Although nobody wants to build slow and corrupt databases, it seems that many people do a very good job of slowing down and corrupting their databases. I have listed some of the methods they use below. (In case my sarcasm is not apparent, I am suggesting that you avoid the actions indicated by the section headings.)
Note: In the following discussion, I have included links for some of the terms to items in Wikipedia. This is done for convenience. The SQL for entering the sample database shown below can be found by clicking here.
Don’t use constraints
All of the relational database management packages allow you to apply constraints on a database. These are rules that must be satisfied before a new record is inserted or a change is made to an existing record.
- Not null – A specification of a column in a table that may not contain null values.
- Uniqueness – A set of columns in a table whose set of values must be unique within the table. These sets of columns are called candidate keys, with one of the sets being the primary key.
- Foreign key – For every given record in one table, there must be a corresponding record in another table. For example, records in an inventory list may contain part numbers. For each record in the inventory list, the part number must agree with a record in the list of part numbers.
The following is an example of SQL code that will use constraints when setting up the tables.
CREATE TABLE COUNTRY (
COUNTRY VARCHAR(2) NOT NULL,
PRIMARY KEY (COUNTRY)
CREATE TABLE STATE (
STATE VARCHAR(2) NOT NULL,
COUNTRY VARCHAR(2) NOT NULL,
PRIMARY KEY (COUNTRY, STATE),
FOREIGN KEY (COUNTRY) REFERENCES COUNTRY(COUNTRY)
CREATE TABLE CITY (
CITY VARCHAR(40) NOT NULL,
COUNTRY VARCHAR(2) NOT NULL,
STATE VARCHAR(2) NOT NULL,
PRIMARY KEY (COUNTRY, STATE, CITY),
FOREIGN KEY (COUNTRY, STATE) REFERENCES STATE(COUNTRY, STATE)

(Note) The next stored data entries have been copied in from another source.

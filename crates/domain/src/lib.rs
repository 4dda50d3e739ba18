//! Domain layer for quality inspection.
//!
//! This crate provides:
//! - AggregateRoot trait for state-stored aggregates that buffer events
//! - CommandHandler for load, mutate, save and publish
//! - The InspectionOrder aggregate and its InspectionService facade
//! - QualityService for defect rates and the SPC run rule

pub mod aggregate;
pub mod command;
pub mod error;
pub mod inspection;
pub mod quality;

pub use aggregate::{AggregateRoot, DomainEvent};
pub use command::{Command, CommandHandler, CommandResult};
pub use error::DomainError;
pub use inspection::{
    CompleteInspection, CreateInspection, DEFAULT_DEFECT_RATE_THRESHOLD, DefectDetail,
    DefectInput, ErrorCategory, InspectionError, InspectionEvent, InspectionOrder,
    InspectionResult, InspectionService, InspectionStatus, InspectionType, MeasuredValue,
    PutOnHold, QualityStandard, RecordResult, Severity,
};
pub use quality::{QualityService, SPC_RUN_LENGTH, Side, TrendRun};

Identifying and inserting the constraints does take time, and the following are the reasons that some people have used for not implementing them.
- If the code is written correctly, none of the records in the database will violate the constraints. Therefore, they argue, time spent in applying constraints is time wasted. However, how can you insure that the code is written correctly if you haven’t identified all of the constraints? Furthermore, it is never safe to assume that your code is error free. As the saying goes, “trust, but verify”.
- Sometimes the data in the database is already corrupt. By not applying the constraints, you can keep operating until some time in the future when you clean up the data. However, as time goes on, it becomes more and more difficult to clean the data, and that time in the future never seems to come. Furthermore, processing corrupt data can have strange results.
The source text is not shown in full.